Now, I'm not overlooking the virtues of K's hoarding. For a start, being a cluttery kind of person suggests to me a certain rootedness which might increase the chances of fidelity. I figure this on the basis of there being too much stuff for him to move, too much attachment for him ever to leave it, and the impossibility of any other woman in the world being willing to take it on.

But next week we move house (with the seven week old littlie), so at the moment I'm frantically trying to declutter, or at least impose some order on the stuff we've managed to accumulate. We've long had a house rule that it doesn't matter what stuff K has, as long as I can't see it. Otherwise I get such a vicious attack of claustrophobia that I struggle to breathe and begin to hallucinate that the walls are marching inwards towards me.

That's why when we moved into our present house, I insisted upon him having a room of his own. This has served remarkably well as a great invisibility cloak, hiding vast quantities of consoles, games, Dr Who merchandise, DVD box sets, amps, subwoofers, and home cinema kit.

But now we have the children - and are no longer just two tall children ourselves - Virgina Woolf's entreaty to have 'a room of one's own,' of which I had been an ardent supporter, now seems too antisocial and exclusive. Suddenly I find myself fixated on the importance of NOT having a room of one's own, and preaching the virtues and necessity of integrating our possessions in a caring and sharing kind of way. Perhaps the time has finally come to admit that we do actually live together.

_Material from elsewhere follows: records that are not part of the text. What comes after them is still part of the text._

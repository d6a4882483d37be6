pub mod config;
pub mod constants;
pub mod error;
pub mod fitness;
pub mod geometry;
pub mod macros;
pub mod network;
pub mod population;
pub mod random;
pub mod road;
pub mod sensor;
pub mod serialize;
pub mod snapshot;
pub mod trainer;
pub mod vehicle;
pub mod worker;

pub use config::{Config, Kinematics};
pub use error::{Error, Result};
pub use network::{activate, Network, Perceptron};
pub use population::TrafficPlan;
pub use road::{Road, RoadLayout};
pub use sensor::{Blind, RaySensor, Sensing};
pub use snapshot::VehicleSnapshot;
pub use trainer::{EvolutionTarget, Stats, Trainer, Training};
pub use vehicle::{ControlSource, Controls, Identity, Vehicle};
pub use worker::{Command, Event, WorkerHandle};
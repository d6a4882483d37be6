use super::{activate::threshold, Network};
use crate::{
    error::{Error, Result},
    geometry::lerp,
    random::unit,
    serialize::{
        deserialize_activations, deserialize_flat, deserialize_rows, serialize_flat,
        serialize_rows,
    },
};
use rand::RngCore;
use rulinalg::matrix::{BaseMatrix, Matrix};
use serde::{Deserialize, Serialize};

/// One fully connected step of a [Perceptron]
#[derive(Debug, Clone, PartialEq, Serialize, Deserialize)]
pub struct Layer {
    /// Most recent input, kept for inspection
    #[serde(default, deserialize_with = "deserialize_activations")]
    inputs: Vec<f64>,
    /// Most recent output, kept for inspection
    #[serde(default, deserialize_with = "deserialize_activations")]
    outputs: Vec<f64>,
    /// 1 x outputs, the threshold each output neuron must exceed
    #[serde(serialize_with = "serialize_flat", deserialize_with = "deserialize_flat")]
    biases: Matrix<f64>,
    /// inputs x outputs, indexed as [from, to]
    #[serde(serialize_with = "serialize_rows", deserialize_with = "deserialize_rows")]
    weights: Matrix<f64>,
}

impl Layer {
    fn random(inputs: usize, outputs: usize, rng: &mut impl RngCore) -> Self {
        Self {
            inputs: vec![0.; inputs],
            outputs: vec![0.; outputs],
            biases: Matrix::new(1, outputs, (0..outputs).map(|_| unit(rng)).collect::<Vec<_>>()),
            weights: Matrix::new(
                inputs,
                outputs,
                (0..inputs * outputs).map(|_| unit(rng)).collect::<Vec<_>>(),
            ),
        }
    }

    #[inline]
    pub fn input_width(&self) -> usize {
        self.weights.rows()
    }

    #[inline]
    pub fn output_width(&self) -> usize {
        self.weights.cols()
    }

    #[inline]
    pub fn weights(&self) -> &Matrix<f64> {
        &self.weights
    }

    #[inline]
    pub fn biases(&self) -> &[f64] {
        self.biases.data()
    }

    #[inline]
    pub fn inputs(&self) -> &[f64] {
        &self.inputs
    }

    #[inline]
    pub fn outputs(&self) -> &[f64] {
        &self.outputs
    }

    fn activate(&self, input: &[f64]) -> Result<Vec<f64>> {
        if input.len() != self.input_width() {
            return Err(Error::InputWidth {
                want: self.input_width(),
                got: input.len(),
            });
        }

        let sums = Matrix::new(1, input.len(), input.to_vec()) * &self.weights;
        Ok(sums
            .data()
            .iter()
            .zip(self.biases.data())
            .map(|(&sum, &bias)| threshold(sum, bias))
            .collect())
    }

    fn mutate(&mut self, rate: f64, rng: &mut impl RngCore) {
        for bias in self.biases.mut_data() {
            *bias = lerp(*bias, unit(rng), rate);
        }
        for weight in self.weights.mut_data() {
            *weight = lerp(*weight, unit(rng), rate);
        }
    }

    /// Check the shape of a layer that came from outside, and size its buffers
    fn admit(&mut self, idx: usize) -> core::result::Result<(), String> {
        if self.input_width() == 0 || self.output_width() == 0 {
            return Err(format!("layer {idx} has an empty weight matrix"));
        }
        if self.biases.cols() != self.output_width() {
            return Err(format!(
                "layer {idx} has {} biases for {} outputs",
                self.biases.cols(),
                self.output_width()
            ));
        }
        if self
            .weights
            .data()
            .iter()
            .chain(self.biases.data())
            .any(|v| !v.is_finite())
        {
            return Err(format!("layer {idx} holds a non-finite value"));
        }

        for (buffer, width, name) in [
            (&mut self.inputs, self.weights.rows(), "inputs"),
            (&mut self.outputs, self.weights.cols(), "outputs"),
        ] {
            match buffer.len() {
                0 => *buffer = vec![0.; width],
                n if n == width => {}
                n => return Err(format!("layer {idx} has {n} {name}, expected {width}")),
            }
        }

        Ok(())
    }
}

/// A feedforward network of binary threshold neurons.
///
/// Deserialization validates the layer chain, so a `Perceptron` that exists is
/// always internally consistent.
#[derive(Debug, Clone, PartialEq, Serialize, Deserialize)]
#[serde(try_from = "Layers")]
pub struct Perceptron {
    layers: Vec<Layer>,
}

#[derive(Deserialize)]
struct Layers {
    layers: Vec<Layer>,
}

impl TryFrom<Layers> for Perceptron {
    type Error = String;

    fn try_from(Layers { mut layers }: Layers) -> core::result::Result<Self, String> {
        if layers.is_empty() {
            return Err("no layers".to_string());
        }
        for (idx, layer) in layers.iter_mut().enumerate() {
            layer.admit(idx)?;
        }
        if let Some(idx) = layers
            .windows(2)
            .position(|pair| pair[0].output_width() != pair[1].input_width())
        {
            return Err(format!(
                "layer {idx} outputs {} values but layer {} takes {}",
                layers[idx].output_width(),
                idx + 1,
                layers[idx + 1].input_width()
            ));
        }

        Ok(Self { layers })
    }
}

impl Perceptron {
    /// A network of `topology.len() - 1` layers, every weight and bias uniform in [-1, 1]
    pub fn random(topology: &[usize], rng: &mut impl RngCore) -> Result<Self> {
        if topology.len() < 2 {
            return Err(Error::Topology {
                topology: topology.to_vec(),
                reason: "need an input and an output width",
            });
        }
        if topology.contains(&0) {
            return Err(Error::Topology {
                topology: topology.to_vec(),
                reason: "widths must be nonzero",
            });
        }

        Ok(Self {
            layers: topology
                .windows(2)
                .map(|pair| Layer::random(pair[0], pair[1], rng))
                .collect(),
        })
    }

    #[inline]
    pub fn layers(&self) -> &[Layer] {
        &self.layers
    }

    #[inline]
    pub fn input_width(&self) -> usize {
        self.layers[0].input_width()
    }

    /// Forward pass without touching the activation buffers
    pub fn evaluate(&self, input: &[f64]) -> Result<Vec<f64>> {
        let mut signal = self.layers[0].activate(input)?;
        for layer in &self.layers[1..] {
            signal = layer.activate(&signal)?;
        }
        Ok(signal)
    }
}

impl Network for Perceptron {
    fn feed_forward(&mut self, input: &[f64]) -> Result<&[f64]> {
        let mut signal = input.to_vec();
        for layer in self.layers.iter_mut() {
            let out = layer.activate(&signal)?;
            layer.inputs = signal;
            layer.outputs = out.clone();
            signal = out;
        }

        Ok(self
            .layers
            .last()
            .map(|layer| layer.outputs.as_slice())
            .unwrap_or_default())
    }

    fn mutate(&mut self, rate: f64, rng: &mut impl RngCore) {
        if rate == 0. {
            return;
        }
        for layer in self.layers.iter_mut() {
            layer.mutate(rate, rng);
        }
    }

    fn topology(&self) -> Vec<usize> {
        let mut topology = Vec::with_capacity(self.layers.len() + 1);
        topology.push(self.input_width());
        topology.extend(self.layers.iter().map(Layer::output_width));
        topology
    }
}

This could easily prove to be the kind of ghastly mistake which leads to a state of perpetual snipping and sniping. Every time the postman delivers another CD, DVD or magazine, and I threaten to instigate a 'one in one out' policy, I'm reminded of the infamous 'soup line' imposed by a friend's mother in her perpetual battle against her husband's incorrigible stockpiling of tinned soup.

I dare say that moving house could result in the tragic loss of a remote controlled dalek, the breakage of an overly twee butter dish, and the eventual (much longed-for) demise of the Impster's 'Noisy Noisy Fairies' book. If in this brave new world of sharing we are still all speaking to each other in a few weeks I shall report back with jubilant satisfaction.